- The national flag of Zimbabwe
- Observed by: Zimbabwe
- Type: National
- Celebrations: Flag Hoisting, Parades, Singing Patriotic Songs, Speech by the President of Zimbabwe.
- Date: Second Monday of August
- Frequency: Annual

= Zimbabwe Heroes' Day =

Public holiday in Zimbabwe

Zimbabwe Heroes' Day, also referred to as National Heroes Day, is a public holiday in Zimbabwe that is observed on the second Monday in August each year in honor of Zimbabwe's liberation war heroes and heroines.

==History==
Zimbabwe war for liberation also known as Chimurenga or Rhodesian Bush War lasted more than 15 years and estimate of over 10,000 guerrilla fighters died and over 20,000 civilians were killed during the battle.

==Celebrations==
The main ceremonies to commemorate the day are held at the country's National Heroes Acre in Harare where notable deceased liberation war fighters who are afforded the title of National Hero are buried. People come to lay down wreaths on the graves and the reigning president of Zimbabwe comes to pay his respects. A musical concert titled Heroes Day Gala is held featuring several artists who perform throughout the night on the day and the event will be free to access for the public.
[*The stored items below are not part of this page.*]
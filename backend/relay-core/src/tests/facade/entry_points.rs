use crate::error::CoreError;
use crate::facade::{
    Collaborators, ConnectionMode, ConnectionType, ControllerFacade, FacadeConfig, PlatformSettings,
    User,
};
use crate::handshake::HandshakeTiming;
use crate::lifecycle::MAX_SPAWN_ATTEMPTS;
use crate::notify::LogNotificationSink;
use crate::settings::identity::StaticIdentity;
use crate::tests::facade::session::RecordingSink;
use crate::tests::support::CountingLauncher;

use std::sync::Arc;
use std::time::Duration;

use base64::Engine;
use base64::engine::general_purpose::STANDARD as BASE64;
use tempfile::TempDir;

struct Harness {
    _dir: TempDir,
    facade: ControllerFacade,
    launcher: Arc<CountingLauncher>,
    sink: Arc<RecordingSink>,
}

fn harness(retry: u32) -> Harness {
    let dir = TempDir::new().unwrap();
    let mut config = FacadeConfig::new("Acme", dir.path(), dir.path());
    config.handshake = HandshakeTiming {
        timeout: Duration::from_millis(300),
        poll: Duration::from_millis(50),
    };

    let launcher = Arc::new(CountingLauncher::default());
    let sink = Arc::new(RecordingSink::default());
    let facade = ControllerFacade::new(
        config,
        Collaborators {
            launcher: launcher.clone(),
            identity: Arc::new(StaticIdentity("{device-1}".to_string())),
            events: sink.clone(),
            notifier: Arc::new(LogNotificationSink),
        },
        retry,
    );

    Harness {
        _dir: dir,
        facade,
        launcher,
        sink,
    }
}

fn platform() -> PlatformSettings {
    PlatformSettings {
        bundle_id: "com.acme.app".to_string(),
        display_name: "Acme".to_string(),
        icon: "icon.png".to_string(),
        icon_content: String::new(),
    }
}

fn mode() -> ConnectionMode {
    ConnectionMode {
        host: "relay.example.com".to_string(),
        port: 4443,
        connection_type: ConnectionType::Wss,
        public_has_key: None,
        path: Some("/push".to_string()),
    }
}

#[tokio::test]
async fn given_no_platform_settings_when_initialize_then_false_without_spawn() {
    // GIVEN
    let h = harness(0);

    // WHEN
    let result = h.facade.initialize(1, None, mode()).await.unwrap();

    // THEN
    assert!(!result);
    assert_eq!(h.launcher.launches(), 0);
}

/// **VALUE**: A worker that never answers fails Initialize and releases the
/// spawn guard so a later call can try again.
///
/// **BUG THIS CATCHES**: Leaving `spawning` set after a timeout, which makes
/// every later Initialize report success without a worker.
#[tokio::test]
async fn given_worker_never_answers_when_initialize_then_false_after_timeout() {
    // GIVEN
    let h = harness(0);

    // WHEN
    let result = h.facade.initialize(1, Some(platform()), mode()).await.unwrap();

    // THEN
    assert!(!result);
    assert_eq!(h.launcher.launches(), 1);
    assert!(!h.facade.lifecycle().is_spawning());
    assert_eq!(h.facade.lifecycle().attempts(), 1);

    let settings = h.facade.session().settings().await;
    assert_eq!(settings.uri(), "wss://relay.example.com:4443/push");
    assert_eq!(settings.public_has_key, "-");
    assert!(settings.icon_path.ends_with("icon.png"));
    assert_eq!(settings.app_pid, std::process::id());
    h.facade.shutdown().await;
}

#[tokio::test]
async fn given_spawn_limit_reached_when_initialize_then_spawn_error() {
    // GIVEN
    let h = harness(MAX_SPAWN_ATTEMPTS);

    // WHEN
    let result = h.facade.initialize(1, Some(platform()), mode()).await;

    // THEN
    assert!(matches!(result, Err(CoreError::Spawn(_))));
    assert_eq!(h.launcher.launches(), 0);
    h.facade.shutdown().await;
}

#[tokio::test]
async fn given_uninitialized_facade_when_config_and_register_then_stored_and_true() {
    // GIVEN
    let h = harness(0);
    let mut changed = mode();
    changed.connection_type = ConnectionType::Tcp;
    changed.public_has_key = Some("key".to_string());

    // WHEN
    let configured = h.facade.config(changed, &["ssid".to_string()]).await;
    let registered = h
        .facade
        .register_user(User {
            connector_id: "user-1".to_string(),
            connector_tag: "tag-1".to_string(),
        })
        .await;

    // THEN
    assert!(configured && registered);
    let settings = h.facade.session().settings().await;
    assert!(settings.tcp && !settings.wss);
    assert_eq!(settings.public_has_key, "key");
    assert_eq!(settings.connector_id, "user-1");
    assert_eq!(h.launcher.launches(), 0, "Config alone never spawns");
}

#[tokio::test]
async fn given_no_worker_when_stop_then_nothing_to_stop_is_success() {
    // GIVEN
    let h = harness(0);

    // WHEN / THEN
    assert!(h.facade.stop().await);
}

#[tokio::test]
async fn given_trivial_entry_points_when_called_then_fixed_answers() {
    let h = harness(0);

    assert!(h.facade.request_permission().await);
    assert!(h.facade.start().await);
    assert_eq!(h.facade.device_id().await, "device-1");
    assert!(!h.facade.ping_worker().await);
}

#[tokio::test]
async fn given_notification_argument_when_activated_then_delivered_as_from_notification() {
    // GIVEN
    let h = harness(0);
    let raw = r#"{"Notification":{"Title":"t","Body":"b"}}"#;
    h.facade.flutter_api_ready().await;

    // WHEN
    let accepted = h.facade.on_notification_activated(&BASE64.encode(raw));
    let rejected = h.facade.on_notification_activated("***");

    // THEN
    assert!(accepted);
    assert!(!rejected);
    let messages = h.sink.messages();
    assert_eq!(messages.len(), 1);
    assert!(messages[0].from_notification);
    assert_eq!(messages[0].data, raw);
}

#[tokio::test]
async fn given_relayed_event_by_window_message_when_handled_then_reaches_event_sink() {
    use crate::pipe::PipeMessage;
    use crate::pipe::legacy::encode_window_message;
    use crate::protocol::ProtocolMessage;

    // GIVEN
    let h = harness(0);
    h.facade.flutter_api_ready().await;
    let frame = encode_window_message(&ProtocolMessage::socket_message("hi").encode().unwrap());

    // WHEN
    h.facade
        .handle_window_message(frame.command, frame.declared_len(), &frame.data)
        .await;
    h.facade
        .handle_window_message(777, 777, &PipeMessage::empty(0).payload)
        .await;

    // THEN
    let messages = h.sink.messages();
    assert_eq!(messages.len(), 1);
    assert_eq!(messages[0].data, "hi");
    assert!(!messages[0].from_notification);
}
The galas are usually held at the National Sports Stadium which is situated opposite the hero's grave site and is broadcast live on ZBC TV. In 2021 the 41st edition of the Heroes Day was commemorated virtually because of the COVID-19 pandemic social distancing regulations, the president addressed the country at state house and the gala was held virtually as artists performed on television only. Zimbabwe Heroes Day is celebrated along with the Zimbabwe Defense Forces Day whereby the country celebrates its defense forces including the ground force army and airforce army. Defense Forces Day is on the next day after Heroes Day and the national army's tactics will be displayed to the public as entertainment. During these two days, schools will be closed and some businesses will not be operating.